この答えに辿り着く人は、会計士でも経営者でも5%ほどであり、難問と言えるでしょう。実際のビジネスの世界には、このように模範解答など存在しません。また、このような企業で意思決定を下す人は、今まで成功を収めてきた人が多いため、そのような人は自分の意思決定のスタイルを変えないというところも問題です。

実はこの問題を出した後に「人間は痛い目に遭えば、買収しないという結果に辿り着けるだろう」という仮説のもと、同じような企業買収の課題を20回やらせました。大体みんな60円ほどを提示するのですが、期待値としては25%損失することに気づけないのです。
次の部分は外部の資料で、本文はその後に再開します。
// Backend QA service client: batch upload, conversational query, history

mod types;

pub use types::{ChatMessage, HistoryCommand, HistoryReply, QueryResponse, Topic, Upload};

use crate::config::Config;
use crate::error::{Result, TriageError};
use crate::ingestion::BatchPayload;
use serde::de::DeserializeOwned;
use serde::Serialize;
use std::future::Future;

/// Seam between the triage workflow and the answering service
pub trait QaBackend {
    /// Upload a questionnaire and wait for the answered batch
    fn submit_batch(&self, upload: &Upload) -> impl Future<Output = Result<BatchPayload>> + Send;

    /// Ask a single free-form question
    fn ask(&self, message: &str) -> impl Future<Output = Result<QueryResponse>> + Send;

    /// Run a history (topic) command
    fn history(
        &self,
        command: &HistoryCommand,
    ) -> impl Future<Output = Result<HistoryReply>> + Send;
}

#[derive(Serialize)]
struct QueryRequest<'a> {
    message: &'a str,
}

#[derive(Serialize)]
struct HistoryRequest {
    history: String,
}

/// HTTP implementation of [`QaBackend`]
pub struct HttpBackend {
    client: reqwest::Client,
    batch_url: String,
    query_url: String,
    history_url: String,
}

impl HttpBackend {
    /// Build a client for the endpoints in `config`
    pub fn from_config(config: &Config) -> Result<Self> {
        let client = reqwest::Client::builder()
            .timeout(config.backend.timeout_duration()?)
            .build()?;

        Ok(Self {
            client,
            batch_url: config.endpoint_url(&config.backend.batch_endpoint),
            query_url: config.endpoint_url(&config.backend.query_endpoint),
            history_url: config.endpoint_url(&config.backend.history_endpoint),
        })
    }

    async fn read_json<T: DeserializeOwned>(
        response: reqwest::Response,
        context: &str,
    ) -> Result<T> {
        let status = response.status();
        if !status.is_success() {
            let body = response.text().await.unwrap_or_default();
            return Err(TriageError::Server {
                status: status.as_u16(),
                body,
            });
        }

        let body = response.text().await?;
        serde_json::from_str(&body).map_err(|e| TriageError::Json {
            source: e,
            context: context.to_string(),
        })
    }
}

impl QaBackend for HttpBackend {
    async fn submit_batch(&self, upload: &Upload) -> Result<BatchPayload> {
        tracing::info!(
            url = %self.batch_url,
            file = %upload.file_name,
            bytes = upload.bytes.len(),
            "Submitting questionnaire"
        );

        let part = reqwest::multipart::Part::bytes(upload.bytes.clone())
            .file_name(upload.file_name.clone())
            .mime_str(upload.mime_type())?;
        let form = reqwest::multipart::Form::new().part("file", part);

        let response = self
            .client
            .post(&self.batch_url)
            .multipart(form)
            .send()
            .await?;
        let payload: BatchPayload =
            Self::read_json(response, "Failed to parse batch submission response").await?;

        tracing::info!(items = payload.results.len(), "Questionnaire answered");
        Ok(payload)
    }

    async fn ask(&self, message: &str) -> Result<QueryResponse> {
        tracing::debug!(url = %self.query_url, "Sending conversational query");
        let response = self
            .client
            .post(&self.query_url)
            .json(&QueryRequest { message })
            .send()
            .await?;
        Self::read_json(response, "Failed to parse query response").await
    }

    async fn history(&self, command: &HistoryCommand) -> Result<HistoryReply> {
        tracing::debug!(url = %self.history_url, command = %command, "Sending history command");
        let response = self
            .client
            .post(&self.history_url)
            .json(&HistoryRequest {
                history: command.to_string(),
            })
            .send()
            .await?;
        let value: serde_json::Value =
            Self::read_json(response, "Failed to parse history response").await?;
        Ok(HistoryReply::from_value(command, value))
    }
}
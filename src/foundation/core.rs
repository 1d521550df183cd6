use std::time::Duration;

use crate::foundation::error::{ChernoffError, ChernoffResult};

pub use kurbo::{Point, Vec2};

/// Device-space rectangle a face is drawn into.
///
/// `x`/`y` are the top-left corner in device pixels. Width and height must be in
/// `1..=TargetRect::MAX_SIDE` and the far edges must fit in `i32`.
#[derive(Clone, Copy, Debug, PartialEq, Eq, Hash, serde::Serialize, serde::Deserialize)]
pub struct TargetRect {
    pub x: i32,
    pub y: i32,
    pub width: i32,
    pub height: i32,
}

impl TargetRect {
    /// Largest accepted width or height, the same limit as a raster surface.
    pub const MAX_SIDE: i32 = u16::MAX as i32;

    pub fn new(x: i32, y: i32, width: i32, height: i32) -> ChernoffResult<Self> {
        let rect = Self {
            x,
            y,
            width,
            height,
        };
        rect.validate()?;
        Ok(rect)
    }

    /// Rectangle anchored at the origin.
    pub fn sized(width: i32, height: i32) -> ChernoffResult<Self> {
        Self::new(0, 0, width, height)
    }

    pub fn validate(&self) -> ChernoffResult<()> {
        if self.width <= 0 || self.height <= 0 {
            return Err(ChernoffError::invalid_dimensions(format!(
                "target rect must have positive width and height, got {}x{}",
                self.width, self.height
            )));
        }
        if self.width > Self::MAX_SIDE || self.height > Self::MAX_SIDE {
            return Err(ChernoffError::invalid_dimensions(format!(
                "target rect sides must be <= {}, got {}x{}",
                Self::MAX_SIDE,
                self.width,
                self.height
            )));
        }
        if self.x.checked_add(self.width).is_none() || self.y.checked_add(self.height).is_none() {
            return Err(ChernoffError::invalid_dimensions(format!(
                "target rect at ({}, {}) with size {}x{} overflows device coordinates",
                self.x, self.y, self.width, self.height
            )));
        }
        Ok(())
    }
}

/// Integer animation frame rate.
#[derive(Clone, Copy, Debug, PartialEq, Eq, Hash, serde::Serialize, serde::Deserialize)]
#[serde(try_from = "u32", into = "u32")]
pub struct Fps(u32);

impl Fps {
    /// Highest rate whose integer frame delay is still at least one millisecond.
    pub const MAX: u32 = 1000;

    pub fn new(fps: u32) -> ChernoffResult<Self> {
        if fps == 0 {
            return Err(ChernoffError::invalid_timing("fps must be > 0"));
        }
        if fps > Self::MAX {
            return Err(ChernoffError::invalid_timing(format!(
                "fps must be <= {} (frame delay would round to 0 ms), got {fps}",
                Self::MAX
            )));
        }
        Ok(Self(fps))
    }

    pub fn get(self) -> u32 {
        self.0
    }

    /// Whole milliseconds between frames (`1000 / fps`, truncated).
    pub fn frame_delay_ms(self) -> u64 {
        1000 / u64::from(self.0)
    }

    pub fn frame_delay(self) -> Duration {
        Duration::from_millis(self.frame_delay_ms())
    }
}

impl Default for Fps {
    fn default() -> Self {
        Self(10)
    }
}

impl TryFrom<u32> for Fps {
    type Error = ChernoffError;

    fn try_from(value: u32) -> ChernoffResult<Self> {
        Self::new(value)
    }
}

impl From<Fps> for u32 {
    fn from(value: Fps) -> Self {
        value.0
    }
}

/// Straight-alpha RGBA8 color.
#[derive(Clone, Copy, Debug, PartialEq, Eq, Hash, serde::Serialize, serde::Deserialize)]
pub struct Rgba8 {
    pub r: u8,
    pub g: u8,
    pub b: u8,
    pub a: u8,
}

impl Rgba8 {
    pub const WHITE: Self = Self::opaque(255, 255, 255);
    pub const BLACK: Self = Self::opaque(0, 0, 0);

    pub const fn opaque(r: u8, g: u8, b: u8) -> Self {
        Self { r, g, b, a: 255 }
    }

    /// Premultiplied channel bytes, `[r, g, b, a]`.
    pub fn premultiplied(self) -> [u8; 4] {
        fn premul(c: u8, a: u8) -> u8 {
            let c = u16::from(c);
            let a = u16::from(a);
            (((c * a) + 127) / 255) as u8
        }

        [
            premul(self.r, self.a),
            premul(self.g, self.a),
            premul(self.b, self.a),
            self.a,
        ]
    }
}

#[cfg(test)]
#[path = "../../tests/unit/foundation/core.rs"]
mod tests;
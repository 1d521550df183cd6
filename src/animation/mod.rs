pub(crate) mod driver;
pub(crate) mod export;
pub(crate) mod schedule;
pub(crate) mod state;
use vello_cpu::kurbo::{BezPath, Ellipse, Rect, Shape as _, Stroke};

use crate::{
    foundation::{
        core::Rgba8,
        error::{ChernoffError, ChernoffResult},
    },
    render::command::DrawSurface,
};

/// Rendered pixels, row-major RGBA8.
#[derive(Clone, Debug, PartialEq, Eq)]
pub struct FrameRGBA {
    pub width: u32,
    pub height: u32,
    pub data: Vec<u8>,
    pub premultiplied: bool,
}

impl FrameRGBA {
    pub fn pixel(&self, x: u32, y: u32) -> Option<[u8; 4]> {
        if x >= self.width || y >= self.height {
            return None;
        }
        let i = ((y as usize) * (self.width as usize) + (x as usize)) * 4;
        self.data.get(i..i + 4).map(|px| [px[0], px[1], px[2], px[3]])
    }
}

/// Colors and stroke width used when rasterizing faces.
#[derive(Clone, Debug, PartialEq, serde::Serialize, serde::Deserialize)]
#[serde(default)]
pub struct FaceStyle {
    /// Must be fully opaque.
    pub background: Rgba8,
    pub ink: Rgba8,
    /// Outline and line width in device pixels.
    pub stroke_width: f64,
}

impl Default for FaceStyle {
    fn default() -> Self {
        Self {
            background: Rgba8::WHITE,
            ink: Rgba8::BLACK,
            stroke_width: 1.0,
        }
    }
}

impl FaceStyle {
    pub fn validate(&self) -> ChernoffResult<()> {
        if !self.stroke_width.is_finite() || self.stroke_width <= 0.0 {
            return Err(ChernoffError::config(format!(
                "style.stroke_width must be a positive number, got {}",
                self.stroke_width
            )));
        }
        if self.background.a != u8::MAX {
            return Err(ChernoffError::config(format!(
                "style.background must be opaque (a = 255), got a = {}",
                self.background.a
            )));
        }
        Ok(())
    }
}

/// CPU raster surface backed by `vello_cpu`.
///
/// Commands are recorded into a render context and rasterized by [`PixmapSurface::finish`].
/// Strokes are centered on pixel centers, so a 1px line at `x` lights column `x`.
pub struct PixmapSurface {
    width: u16,
    height: u16,
    ctx: vello_cpu::RenderContext,
    stroke_width: f64,
}

impl PixmapSurface {
    pub fn new(width: u32, height: u32, style: &FaceStyle) -> ChernoffResult<Self> {
        style.validate()?;
        let width_u16 = u16::try_from(width)
            .ok()
            .filter(|&w| w > 0)
            .ok_or_else(|| {
                ChernoffError::invalid_dimensions(format!("surface width {width} not in 1..=65535"))
            })?;
        let height_u16 = u16::try_from(height)
            .ok()
            .filter(|&h| h > 0)
            .ok_or_else(|| {
                ChernoffError::invalid_dimensions(format!(
                    "surface height {height} not in 1..=65535"
                ))
            })?;

        let mut ctx = vello_cpu::RenderContext::new(width_u16, height_u16);
        ctx.set_paint(to_color(style.background));
        ctx.fill_rect(&Rect::new(0.0, 0.0, f64::from(width), f64::from(height)));
        ctx.set_paint(to_color(style.ink));
        ctx.set_stroke(Stroke::new(style.stroke_width));

        Ok(Self {
            width: width_u16,
            height: height_u16,
            ctx,
            stroke_width: style.stroke_width,
        })
    }

    pub fn width(&self) -> u32 {
        u32::from(self.width)
    }

    pub fn height(&self) -> u32 {
        u32::from(self.height)
    }

    /// Rasterize everything drawn so far.
    ///
    /// The background is opaque, so premultiplied and straight alpha bytes coincide.
    pub fn finish(mut self) -> FrameRGBA {
        let mut pixmap = vello_cpu::Pixmap::new(self.width, self.height);
        self.ctx.flush();
        self.ctx.render_to_pixmap(&mut pixmap);
        FrameRGBA {
            width: u32::from(self.width),
            height: u32::from(self.height),
            data: pixmap.data_as_u8_slice().to_vec(),
            premultiplied: true,
        }
    }

    fn ellipse(x: i32, y: i32, width: i32, height: i32, inset: f64) -> Option<BezPath> {
        if width <= 0 || height <= 0 {
            return None;
        }
        let rx = f64::from(width) / 2.0;
        let ry = f64::from(height) / 2.0;
        let center = (f64::from(x) + rx + inset, f64::from(y) + ry + inset);
        Some(Ellipse::new(center, (rx, ry), 0.0).to_path(0.1))
    }
}

impl DrawSurface for PixmapSurface {
    fn stroke_oval(&mut self, x: i32, y: i32, width: i32, height: i32) {
        if let Some(path) = Self::ellipse(x, y, width, height, 0.5) {
            self.ctx.stroke_path(&path);
        }
    }

    fn fill_oval(&mut self, x: i32, y: i32, width: i32, height: i32) {
        if let Some(path) = Self::ellipse(x, y, width, height, 0.0) {
            self.ctx.fill_path(&path);
        }
    }

    fn line(&mut self, x1: i32, y1: i32, x2: i32, y2: i32) {
        if x1 == x2 && y1 == y2 {
            // A zero-length stroke has no extent; paint the pixel instead.
            let half = self.stroke_width / 2.0;
            let (cx, cy) = (f64::from(x1) + 0.5, f64::from(y1) + 0.5);
            self.ctx
                .fill_rect(&Rect::new(cx - half, cy - half, cx + half, cy + half));
            return;
        }
        let mut path = BezPath::new();
        path.move_to((f64::from(x1) + 0.5, f64::from(y1) + 0.5));
        path.line_to((f64::from(x2) + 0.5, f64::from(y2) + 0.5));
        self.ctx.stroke_path(&path);
    }
}

fn to_color(c: Rgba8) -> vello_cpu::peniko::Color {
    vello_cpu::peniko::Color::from_rgba8(c.r, c.g, c.b, c.a)
}

#[cfg(test)]
#[path = "../../tests/unit/render/cpu.rs"]
mod tests;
「何回やっても損するじゃん、答えは0円だ」と、正解に辿り着く人はおらず、失敗しても意思決定のバイアスから抜け出せなかったのです。

オークションは「勝者の呪い」

この問題で「100円という一番高い金額を出しておけばいいのでは?」と思った人はいませんか?実はこれも、”Winner’s curse”と言って、「勝者の呪い」と呼ばれる意思決定のバイアスの一つなのです。

これは、よくオークションで見られるのですが、オークションでは1番高い価値をつけた人が、その物を買い取ることができる仕組みですよね。しかし、冷静になって、その商品の平均的な価値は何かと考えてみると、例えばその場に100人の参加者がいたとしたら、100人が希望した価格の平均値が、その物の平均的な価値になります。

しかし、その平均値よりも高い値段で手に入れているということは、落札できたという点では勝者なのですが、結局は損をしているのです。決して悪いことではないと思うのですが、先ほどの例のように、バイアスに気づかずに繰り返してしまうと、損失のリスクが高まる結果になってしまいます。

まとめ

意思決定は、経営や政策において非常に重要な役割を果たします。今回は企業買収を例に、相手の立場に立って考えることができなくなると、過大なオファーをしてしまうことがある、ということをご紹介しました。

このようなバイアスには、良い面もあれば悪い面もあります。こうしたバイアスの存在を知識として留めておくことや、自身のバイアスに気づいて補正していくことで、意思決定の質を高めていきましょう。